Non-performing loan levels continue to remain manageable for European banks, helped by portfolio sales and continuing government support measures. However, economic and geopolitical uncertainties are overshadowing the outlook for asset quality.
The EY NPE tracker is a quarterly publication that aims to monitor key developments in European credit and NPE markets. It draws on data from European regulators and supervisors, quantitative data from other credible sources, and EY teams’ engagement with a wide range of clients.
Key market trends at this sensitive moment are:
Europe’s Stage 2 classified loans are continuing to grow, indicating potential future NPL volumes.
Based on the latest market communications, European banks’ asset quality sentiment is slowly declining and continued pressure in future quarters is likely.
Government support and moratoriums continue to delay NPE creation across European banks, but are expected to mostly end in FY22.
Looking ahead, it is likely to see NPE volumes increase as market effects of geopolitical events are felt, especially in energy and consumer sectors of the economy.

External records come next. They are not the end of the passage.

//! Minimal recipe for unit tests: `count` particles at the origin, each
//! drifting right by one unit per active tick.

use sparkfx_core::{
    Color, Effect, EffectMeta, EffectOptions, Particle, Point, SpawnContext, Surface,
};

pub(crate) struct Stub {
    meta: EffectMeta,
    count: usize,
    max_progress: f32,
    delay: f32,
}

impl Stub {
    pub(crate) fn new(name: &str, count: usize, max_progress: f32) -> Self {
        Self {
            meta: EffectMeta::new(name),
            count,
            max_progress,
            delay: 0.0,
        }
    }

    pub(crate) fn with_delay(mut self, delay: f32) -> Self {
        self.delay = delay;
        self
    }
}

impl Effect for Stub {
    type State = ();

    fn meta(&self) -> &EffectMeta {
        &self.meta
    }

    fn create(
        &self,
        origin: Point,
        _options: &EffectOptions,
        ctx: &mut SpawnContext<'_>,
    ) -> Vec<Particle<()>> {
        (0..self.count)
            .map(|_| {
                ctx.particle(origin, self.max_progress, ())
                    .with_delay(self.delay)
            })
            .collect()
    }

    fn animate(&self, particle: &mut Particle<()>, _t: f32, _delta: f32) {
        particle.translate(1.0, 0.0);
    }

    fn draw(&self, surface: &mut dyn Surface, particle: &Particle<()>) {
        surface.fill_circle(
            particle.position(),
            2.0,
            Color::WHITE.with_opacity(particle.alpha()),
        );
    }
}
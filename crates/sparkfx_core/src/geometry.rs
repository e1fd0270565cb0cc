//! 2D points and rectangles in surface coordinates.

use serde::{Deserialize, Serialize};

/// A point on the drawing surface.
#[derive(Debug, Clone, Copy, Default, PartialEq, Serialize, Deserialize)]
pub struct Point {
    /// Horizontal coordinate.
    pub x: f32,
    /// Vertical coordinate (grows downwards).
    pub y: f32,
}

impl Point {
    /// The origin.
    pub const ZERO: Self = Self { x: 0.0, y: 0.0 };

    /// Creates a point.
    #[inline]
    #[must_use]
    pub const fn new(x: f32, y: f32) -> Self {
        Self { x, y }
    }

    /// Returns this point moved by `(dx, dy)`.
    #[inline]
    #[must_use]
    pub fn offset(self, dx: f32, dy: f32) -> Self {
        Self::new(self.x + dx, self.y + dy)
    }

    /// Returns the point `distance` away from this one along `angle` (radians).
    #[inline]
    #[must_use]
    pub fn polar(self, angle: f32, distance: f32) -> Self {
        let (sin, cos) = angle.sin_cos();
        self.offset(cos * distance, sin * distance)
    }

    /// Linear interpolation towards `other`.
    #[inline]
    #[must_use]
    pub fn lerp(self, other: Self, t: f32) -> Self {
        Self::new(
            self.x + (other.x - self.x) * t,
            self.y + (other.y - self.y) * t,
        )
    }

    /// Euclidean distance to `other`.
    #[must_use]
    pub fn distance(self, other: Self) -> f32 {
        (other.x - self.x).hypot(other.y - self.y)
    }
}

/// An axis-aligned rectangle, optionally rotated about its center when drawn.
#[derive(Debug, Clone, Copy, Default, PartialEq)]
pub struct Rect {
    /// Center of the rectangle.
    pub center: Point,
    /// Full width.
    pub width: f32,
    /// Full height.
    pub height: f32,
    /// Rotation about the center, in radians.
    pub rotation: f32,
}

impl Rect {
    /// Creates an unrotated rectangle centered on `center`.
    #[must_use]
    pub const fn centered(center: Point, width: f32, height: f32) -> Self {
        Self {
            center,
            width,
            height,
            rotation: 0.0,
        }
    }

    /// Sets the rotation.
    #[must_use]
    pub const fn rotated(mut self, rotation: f32) -> Self {
        self.rotation = rotation;
        self
    }

    /// The four corners, clockwise from the top-left, with rotation applied.
    #[must_use]
    pub fn corners(&self) -> [Point; 4] {
        let (sin, cos) = self.rotation.sin_cos();
        let hw = self.width * 0.5;
        let hh = self.height * 0.5;
        [(-hw, -hh), (hw, -hh), (hw, hh), (-hw, hh)].map(|(dx, dy)| {
            self.center
                .offset(dx * cos - dy * sin, dx * sin + dy * cos)
        })
    }
}

#[cfg(test)]
mod tests {
    use super::*;

    #[test]
    fn test_polar_offsets_along_angle() {
        let p = Point::ZERO.polar(0.0, 10.0);
        assert!((p.x - 10.0).abs() < 1e-5);
        assert!(p.y.abs() < 1e-5);

        let q = Point::new(1.0, 1.0).polar(std::f32::consts::FRAC_PI_2, 2.0);
        assert!((q.x - 1.0).abs() < 1e-5);
        assert!((q.y - 3.0).abs() < 1e-5);
    }

    #[test]
    fn test_unrotated_corners() {
        let rect = Rect::centered(Point::new(10.0, 10.0), 4.0, 2.0);
        let corners = rect.corners();
        assert_eq!(corners[0], Point::new(8.0, 9.0));
        assert_eq!(corners[2], Point::new(12.0, 11.0));
    }
}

Banks’ ability to identify these macro trends and respond accordingly remains critical.
Data on international financial reporting standards (IFRS) loan categories shows that European banks’ ratio of Stage 2 loans (those performing but with increased risk) amount to €1,939b, growing from 9.1% in 1Q22 to 9.5% in 2Q22. This marks a reversal of the decreasing trend seen throughout 2021, following the peak of 9.1% reached in 4Q20. The key European markets driving the quarter-on-quarter (QoQ) increase in Stage 2 provisioning ratios are Germany (+1.5%), France (+1.0%), Italy (+0.5%) and Cyprus (+0.1%). Conversely, Portugal (-0.8%), Ireland (-0.7%), Netherlands (-0.6%), Poland (-0.5%), Greece (-0.5%) and Spain (-0.5%) saw a decrease in Stage 2 classified loans.
Based on the data collected, it appears that French, German and Dutch banks have the greatest short-term expectation of increasing NPLs. The Spanish and British banks that predicted higher NPL inflows in the previous quarter now expect a stable outlook, after cautiously increasing provisions in 1Q22. According to the credit conditions survey conducted by the Bank of England during 3Q22, British lenders saw the net percentage balance for changes in default rates on secured household lending increase slightly in Q3. This is expected to increase in Q4 for secured, unsecured and corporate lending to businesses of all sizes. Similarly, the Bank of Spain warned in early April of an increase in delinquencies due to the deteriorating macroeconomic conditions. Subsequently, NPL ratios have led to the tightening of credit terms on newly underwritten loans.
As detailed in the previous EY reports, the COVID-19 pandemic prompted most European countries to create some form of loan moratorium or public guarantee scheme to support businesses. A number of these government schemes had been extended into 1H22. Therefore, some of the impact caused by the pandemic is likely to emerge during the course of the current year.
Evidence of the unwinding of government support comes from loans outstanding with expired moratoriums, which stand at €615.9b as of 2Q22, 3.0% of the total loan volume. Of these loans, 6.2% are non-performing, indicating strong exit performance after the moratoriums.
Across Europe, the total stock of NPLs in 2Q22 was €371.1b. This represents a 3.5% decrease QoQ and a 16.1% YoY fall. France remains the largest contributor to the region’s NPLs (€109.7b), followed by Spain (€78.9b) and Italy (€51.8b). Collectively, these markets account for 65% of Europe’s NPL stock by value.
The European NPL ratio was 1.8% in 2Q22, a 0.1% decrease from 1Q22. Noteworthy countries’ NPL ratios include Greece (5.2%), Poland (4.3%), Cyprus (3.6%) and Portugal (3.3%). It should be noted though that the NPL ratio decreased across all the major European nations covered in this report.